(Press release, November 1996)
EVANSTON, Ill. --- Popular imagination has long delighted in the specter of robots gone awry. As real robots have invaded America's factories injuries have been few, but if robots have turned out to be good neighbors, much of the credit goes to the fences that keep people safely out of reach.
Soon, robots and humans may truly work hand-in-hand. Researchers at Northwestern University have invented a new kind of collaborative robot, or "cobot." Cobots don't have the powerful motors that drive conventional robots, and that make robots dangerous.
"Cobots can work safely with people, and yet you'll never see them replacing people, because cobots simply can't move on their own at all" says inventor J. Edward Colgate, associate professor of mechanical engineering at Northwestern's Robert R. McCormick School of Engineering and Applied Science.
Colgate described a prototype cobot on Thursday, Nov. 21, at the International Mechanical Engineering Congress and Exposition in Atlanta.
Cobots are being developed under a grant from the General Motors Foundation in response to a need in automobile assembly. Assembly workers must maneuver and attach bulky components such as seats, windshields, and doors, without damaging the auto body. Conventional hoists can reduce the burden of weight, but they add bulk that makes the process slower, and collisions more likely.
Colgate and co-inventor Michael Peshkin, also an associate professor of mechanical engineering, foresee a cobot and a person working together to install an auto component. The cobot offers support against gravity, but its main purpose is to provide guidance. The human worker supplies all the force necessary to move the component, while taking advantage of the cobot's guidance to push it along quickly and easily without fear of collisions.
The researchers are working with General Motors on a cobot for installation of complete instrument panels, which barely fit through the door opening of a truck cab. The cobot will provide what the researchers call "virtual surfaces" guarding the door frame and interior surfaces of the cab. These surfaces are defined and controlled by the computer that operates the cobot.
Virtual surfaces are invisible, but their presence cannot fail to be noticed. "The virtual surfaces extend out of the cab door like an invisible funnel" says Peshkin. "Workers can maneuver the instrument panel down the middle of the funnel if they wish, but more likely they will prefer to push it up against a virtual surface and just slide it along into the cab."
The virtual surfaces must be strong enough to deflect and redirect the motion of an auto part pushed by a human worker. Cobots do not use motors for this purpose, which would require motors of at least human strength. Instead, cobots use free-rolling wheels. The inventors have found rollerblade wheels to be ideal.
"A few rollerblade wheels, appropriately oriented, can change the direction of motion of a 200 pound skater in a fraction of a second" says Colgate. "That's exactly what a cobot does -- it redirects motion by steering."
The Northwestern team has built a three-wheeled cobot, nicknamed Scooter.
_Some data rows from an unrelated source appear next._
// SPDX-FileCopyrightText: 2026 Wacast Contributors
// SPDX-License-Identifier: MIT OR Apache-2.0

//! Metric registration and recording helpers.
//!
//! Uses the metrics-rs facade so any recorder (Prometheus, statsd, etc.)
//! can collect these metrics.

use metrics::{describe_counter, describe_gauge, describe_histogram};

/// Register all Wacast metric descriptions.
///
/// Called once at startup after the recorder is installed.
pub fn register_metrics() {
    describe_counter!(
        "wacast_recipients_total",
        "Recipients reaching a terminal dispatch outcome"
    );
    describe_histogram!(
        "wacast_send_latency_seconds",
        "Vendor send call latency in seconds"
    );
    describe_gauge!("wacast_target_rate", "Current target send rate per sender");
    describe_counter!("wacast_rate_changes_total", "Target rate adjustments");
    describe_counter!("wacast_batches_total", "Completed dispatch batches");
    describe_counter!("wacast_campaigns_finished_total", "Campaigns reaching a final status");
    describe_counter!("wacast_status_events_total", "Applied delivery status callbacks");
    describe_counter!("wacast_suppressions_total", "Phones added to the suppression list");
    describe_counter!("wacast_critical_alerts_total", "Operator alerts raised");
}

/// Record a successful send.
pub fn record_sent(latency_secs: f64) {
    metrics::counter!("wacast_recipients_total", "outcome" => "sent").increment(1);
    metrics::histogram!("wacast_send_latency_seconds").record(latency_secs);
}

/// Record a failed recipient by error category.
pub fn record_failed(category: &str) {
    metrics::counter!(
        "wacast_recipients_total",
        "outcome" => "failed",
        "category" => category.to_string()
    )
    .increment(1);
}

/// Record a skipped recipient by skip code.
pub fn record_skipped(code: &str) {
    metrics::counter!(
        "wacast_recipients_total",
        "outcome" => "skipped",
        "code" => code.to_string()
    )
    .increment(1);
}

pub fn set_target_rate(sender_id: &str, rate: f64, reason: &str) {
    metrics::gauge!("wacast_target_rate", "sender" => sender_id.to_string()).set(rate);
    metrics::counter!("wacast_rate_changes_total", "reason" => reason.to_string()).increment(1);
}

pub fn record_batch() {
    metrics::counter!("wacast_batches_total").increment(1);
}

pub fn record_campaign_finished(status: &str) {
    metrics::counter!("wacast_campaigns_finished_total", "status" => status.to_string())
        .increment(1);
}

pub fn record_status_event(status: &str, outcome: &str) {
    metrics::counter!(
        "wacast_status_events_total",
        "status" => status.to_string(),
        "outcome" => outcome.to_string()
    )
    .increment(1);
}

pub fn record_suppression(source: &str) {
    metrics::counter!("wacast_suppressions_total", "source" => source.to_string()).increment(1);
}

pub fn record_critical_alert() {
    metrics::counter!("wacast_critical_alerts_total").increment(1);
}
Scooter is a low, sturdy triangle with a rollerblade wheel at each corner, each wheel remaining firmly in contact with the ground. The wheels are independently steered, under control of a computer.
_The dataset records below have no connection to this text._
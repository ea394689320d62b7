// SPDX-FileCopyrightText: 2026 Wacast Contributors
// SPDX-License-Identifier: MIT OR Apache-2.0

//! Query modules for operations on storage entities.
//!
//! Every function takes `&Database` and runs one closure on the writer
//! thread; multi-statement updates use a transaction inside that closure.

pub mod alerts;
pub mod campaigns;
pub mod queue;
pub mod recipients;
pub mod status_events;
pub mod suppressions;
pub mod templates;
pub mod throttle;

use std::str::FromStr;

use chrono::{DateTime, Utc};
use rusqlite::types::Type;
use serde::Serialize;
use serde::de::DeserializeOwned;
use wacast_core::parse_timestamp;

/// Parse a TEXT column into a strum enum.
pub(crate) fn parse_enum<T>(idx: usize, raw: &str) -> rusqlite::Result<T>
where
    T: FromStr,
    T::Err: std::error::Error + Send + Sync + 'static,
{
    raw.parse()
        .map_err(|e| rusqlite::Error::FromSqlConversionFailure(idx, Type::Text, Box::new(e)))
}

/// Parse a JSON TEXT column.
pub(crate) fn parse_json<T: DeserializeOwned>(idx: usize, raw: &str) -> rusqlite::Result<T> {
    serde_json::from_str(raw)
        .map_err(|e| rusqlite::Error::FromSqlConversionFailure(idx, Type::Text, Box::new(e)))
}

/// Serialize a value for a JSON TEXT column.
pub(crate) fn to_json<T: Serialize>(value: &T) -> rusqlite::Result<String> {
    serde_json::to_string(value).map_err(|e| rusqlite::Error::ToSqlConversionFailure(Box::new(e)))
}

/// Parse an optional timestamp column; unparseable values read as absent.
pub(crate) fn parse_ts(raw: Option<String>) -> Option<DateTime<Utc>> {
    raw.as_deref().and_then(parse_timestamp)
}

/// A `usize` count as an SQLite integer, saturating at `i64::MAX`.
pub(crate) fn sql_count(n: usize) -> i64 {
    i64::try_from(n).unwrap_or(i64::MAX)
}

/// `?start, ?start+1, ...` for an `IN (...)` list of `n` values.
pub(crate) fn in_list(start: usize, n: usize) -> String {
    (start..start + n)
        .map(|i| format!("?{i}"))
        .collect::<Vec<_>>()
        .join(", ")
}

#[cfg(test)]
pub(crate) mod test_support {
    use tempfile::TempDir;
    use wacast_core::{Campaign, CampaignRecipient, RecipientInput};

    use crate::database::Database;

    pub async fn setup_db() -> (Database, TempDir) {
        let dir = tempfile::tempdir().unwrap();
        let db_path = dir.path().join("test.db");
        let db = Database::open(db_path.to_str().unwrap()).await.unwrap();
        (db, dir)
    }

    /// Create a campaign with `n` pending recipients `r0..rn`.
    pub async fn seed_campaign(db: &Database, id: &str, n: usize) -> Vec<CampaignRecipient> {
        super::campaigns::create_campaign(db, &Campaign::draft(id, format!("campaign {id}")))
            .await
            .unwrap();
        let recipients: Vec<CampaignRecipient> = (0..n)
            .map(|i| {
                CampaignRecipient::pending(
                    format!("r{i}"),
                    id,
                    format!("trace-{i}"),
                    RecipientInput {
                        contact_id: Some(format!("c{i}")),
                        phone: format!("55119999{i:05}"),
                        name: Some(format!("Contact {i}")),
                        ..Default::default()
                    },
                )
            })
            .collect();
        super::recipients::insert_recipients(db, id, &recipients)
            .await
            .unwrap();
        recipients
    }
}

#[cfg(test)]
mod tests {
    use super::*;

    #[test]
    fn sql_count_saturates() {
        assert_eq!(sql_count(25), 25);
        assert_eq!(sql_count(usize::MAX), i64::MAX);
    }

    #[test]
    fn in_list_numbers_placeholders() {
        assert_eq!(in_list(3, 3), "?3, ?4, ?5");
        assert_eq!(in_list(1, 0), "");
    }
}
True to the passive nature of cobots, Scooter can't move on its own. "You can push it around whatever direction you want until you hit a virtual surface" says graduate student Witaya Wannasuphoprasit, who built Scooter. As the cobot approaches a virtual surface, the control computer steers Scooter's wheels so that only motion parallel to the virtual surface is possible.
"It feels like you've run into a wall" says Peshkin. "It's an invisible wall, and a slippery one. Suddenly you and the cobot are just going in a new direction, yet nothing is physically there."
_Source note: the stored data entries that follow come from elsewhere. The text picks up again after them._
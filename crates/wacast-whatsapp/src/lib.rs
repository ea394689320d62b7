// SPDX-FileCopyrightText: 2026 Wacast Contributors
// SPDX-License-Identifier: MIT OR Apache-2.0

//! WhatsApp Cloud API adapter for the Wacast dispatch engine.
//!
//! Covers both directions of vendor traffic: the outbound template send
//! ([`CloudApiClient`], a [`wacast_core::MessageSender`]) and the inbound
//! webhook (payload model, signature verification, subscription handshake,
//! and status normalization).

pub mod client;
pub mod signature;
pub mod types;
pub mod webhook;

pub use client::CloudApiClient;
pub use signature::{SIGNATURE_HEADERS, sign_payload, verify_signature};
pub use webhook::{
    InboundMessage, StatusNotification, WebhookPayload, normalize_status, verify_subscription,
};
// SPDX-FileCopyrightText: 2026 Wacast Contributors
// SPDX-License-Identifier: MIT OR Apache-2.0

//! Operator alert log.

use rusqlite::params;
use wacast_core::{NewAlert, OperatorAlert, WacastError, now_timestamp};

use super::sql_count;
use crate::database::{Database, map_tr_err};

pub async fn insert_alert(db: &Database, alert: &NewAlert) -> Result<i64, WacastError> {
    let alert = alert.clone();
    db.connection()
        .call(move |conn| {
            conn.execute(
                "INSERT INTO operator_alerts (campaign_id, message_id, code, title, message, created_at)
                 VALUES (?1, ?2, ?3, ?4, ?5, ?6)",
                params![
                    alert.campaign_id,
                    alert.message_id,
                    alert.code,
                    alert.title,
                    alert.message,
                    now_timestamp()
                ],
            )?;
            Ok(conn.last_insert_rowid())
        })
        .await
        .map_err(map_tr_err)
}

/// Most recent alerts first.
pub async fn list_alerts(db: &Database, limit: usize) -> Result<Vec<OperatorAlert>, WacastError> {
    db.connection()
        .call(move |conn| {
            let mut stmt = conn.prepare(
                "SELECT id, campaign_id, message_id, code, title, message, created_at
                 FROM operator_alerts ORDER BY id DESC LIMIT ?1",
            )?;
            let rows = stmt.query_map(params![sql_count(limit)], |row| {
                Ok(OperatorAlert {
                    id: row.get(0)?,
                    campaign_id: row.get(1)?,
                    message_id: row.get(2)?,
                    code: row.get(3)?,
                    title: row.get(4)?,
                    message: row.get(5)?,
                    created_at: row.get(6)?,
                })
            })?;
            rows.collect()
        })
        .await
        .map_err(map_tr_err)
}
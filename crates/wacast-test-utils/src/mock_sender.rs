// SPDX-FileCopyrightText: 2026 Wacast Contributors
// SPDX-License-Identifier: MIT OR Apache-2.0

//! Mock vendor sender for deterministic testing.
//!
//! `MockSender` implements `MessageSender` with a FIFO script of replies.
//! When the script runs out every send is accepted.

use std::collections::VecDeque;
use std::sync::Mutex;
use std::sync::atomic::{AtomicUsize, Ordering};
use std::time::Duration;

use async_trait::async_trait;

use wacast_core::{
    AdapterType, HealthStatus, MessageSender, PluginAdapter, SendOutcome, TemplateMessage,
    VendorError, WacastError,
};

/// One scripted vendor reply.
#[derive(Debug, Clone)]
pub enum MockReply {
    Accept,
    /// Reject with this vendor error code.
    Reject(i64),
    /// Fail at the transport level (connection reset).
    Transport,
}

/// A vendor double that records every call.
#[derive(Default)]
pub struct MockSender {
    script: Mutex<VecDeque<MockReply>>,
    calls: AtomicUsize,
    sent: Mutex<Vec<TemplateMessage>>,
    latency: Option<Duration>,
}

impl MockSender {
    pub fn new() -> Self {
        Self::default()
    }

    /// Replies for the first calls, in order.
    pub fn with_script(script: impl IntoIterator<Item = MockReply>) -> Self {
        Self {
            script: Mutex::new(script.into_iter().collect()),
            ..Self::default()
        }
    }

    /// Delay every send by `latency`.
    pub fn with_latency(mut self, latency: Duration) -> Self {
        self.latency = Some(latency);
        self
    }

    /// Reply to the call numbered `call` (1-based) with `reply`; earlier
    /// calls are accepted.
    pub fn failing_on(call: usize, reply: MockReply) -> Self {
        let mut script: Vec<MockReply> = vec![MockReply::Accept; call.saturating_sub(1)];
        script.push(reply);
        Self::with_script(script)
    }

    /// Append a reply to the end of the script.
    pub fn push(&self, reply: MockReply) {
        if let Ok(mut script) = self.script.lock() {
            script.push_back(reply);
        }
    }

    /// Number of send attempts so far.
    pub fn calls(&self) -> usize {
        self.calls.load(Ordering::SeqCst)
    }

    /// Messages handed to the vendor, in call order.
    pub fn sent(&self) -> Vec<TemplateMessage> {
        self.sent.lock().map(|s| s.clone()).unwrap_or_default()
    }

    /// Destination phones, in call order.
    pub fn sent_to(&self) -> Vec<String> {
        self.sent().into_iter().map(|m| m.to).collect()
    }

    fn next_reply(&self) -> MockReply {
        self.script
            .lock()
            .ok()
            .and_then(|mut s| s.pop_front())
            .unwrap_or(MockReply::Accept)
    }
}

#[async_trait]
impl PluginAdapter for MockSender {
    fn name(&self) -> &str {
        "mock-sender"
    }

    fn version(&self) -> semver::Version {
        semver::Version::new(0, 1, 0)
    }

    fn adapter_type(&self) -> AdapterType {
        AdapterType::Sender
    }

    async fn health_check(&self) -> Result<HealthStatus, WacastError> {
        Ok(HealthStatus::Healthy)
    }

    async fn shutdown(&self) -> Result<(), WacastError> {
        Ok(())
    }
}

#[async_trait]
impl MessageSender for MockSender {
    async fn send_template(
        &self,
        _sender_id: &str,
        message: &TemplateMessage,
    ) -> Result<SendOutcome, WacastError> {
        let n = self.calls.fetch_add(1, Ordering::SeqCst) + 1;
        if let Ok(mut sent) = self.sent.lock() {
            sent.push(message.clone());
        }
        if let Some(latency) = self.latency {
            tokio::time::sleep(latency).await;
        }
        match self.next_reply() {
            MockReply::Accept => Ok(SendOutcome::Accepted {
                message_id: format!("wamid.mock.{n}"),
            }),
            MockReply::Reject(code) => Ok(SendOutcome::Rejected(VendorError {
                code,
                title: Some(format!("mock error {code}")),
                fbtrace_id: Some(format!("trace-{n}")),
                ..VendorError::default()
            })),
            MockReply::Transport => Err(WacastError::Vendor {
                message: "mock connection reset".into(),
                source: None,
            }),
        }
    }
}

#[cfg(test)]
mod tests {
    use super::*;

    fn message(to: &str) -> TemplateMessage {
        TemplateMessage {
            to: to.into(),
            template_name: "promo".into(),
            language: "pt_BR".into(),
            components: vec![],
        }
    }

    #[tokio::test]
    async fn script_then_accept() {
        let sender = MockSender::failing_on(2, MockReply::Reject(130_429));
        let first = sender.send_template("pn", &message("1")).await.unwrap();
        let second = sender.send_template("pn", &message("2")).await.unwrap();
        let third = sender.send_template("pn", &message("3")).await.unwrap();

        assert!(matches!(first, SendOutcome::Accepted { .. }));
        assert!(matches!(second, SendOutcome::Rejected(ref e) if e.is_throttle()));
        assert!(matches!(third, SendOutcome::Accepted { .. }));
        assert_eq!(sender.calls(), 3);
        assert_eq!(sender.sent_to(), vec!["1", "2", "3"]);
    }

    #[tokio::test]
    async fn transport_failure_is_an_error() {
        let sender = MockSender::with_script([MockReply::Transport]);
        assert!(sender.send_template("pn", &message("1")).await.is_err());
    }
}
The future may hold cobots of other shapes. Scooter is able to move about in what is known as a planar workspace, such as a factory floor. The researchers are also designing an arm-like cobot, the shape that many robots have. It could be used in computer-assisted surgery. Like automobile assembly, computer-assisted surgery requires cooperation between a human and a machine.
The researchers note that often the benefit of conventional robots is not their strength or autonomy, but rather the fact that they are directed by computers. "You can think of a cobot as a physical interface for a person to collaborate with a computer" says Colgate.
More information about the Laboratory for Intelligent Mechanical Systems is available at http://lims.mech.nwu.edu
Professor Michael Peshkin may be reached at 847 491 4630
Professor J. Edward Colgate may be reached at 847 491 4264
Comments from General Motors:
"The human operator, with his/her ability to see, feel and react, is a critical contributor to the successful operation of our assembly operations. Whenever possible, we provide our line workers with assist devices for moving large components around. We are also very interested in adapting recent technological advances to develop newer intelligent assist devices. GM is therefore working with Northwestern University to develop a new generation of assist devices.
We are excited by the possibilities that these technologies present," says GM lead engineer and co-principal investigator, Dr. Prasad Akella. "It is important to ensure the operator's safety while creating these new devices. Cobots, inherently, ensure this while facilitating the performance of the operator's task." says Akella. "The fact that they afford the operator greater freedom in performing his/her task while requiring less effort concentrating on moving the modules around helps ensure the quality of our products. We will be testing these devices in our labs and on the plant floor as we continue to develop them."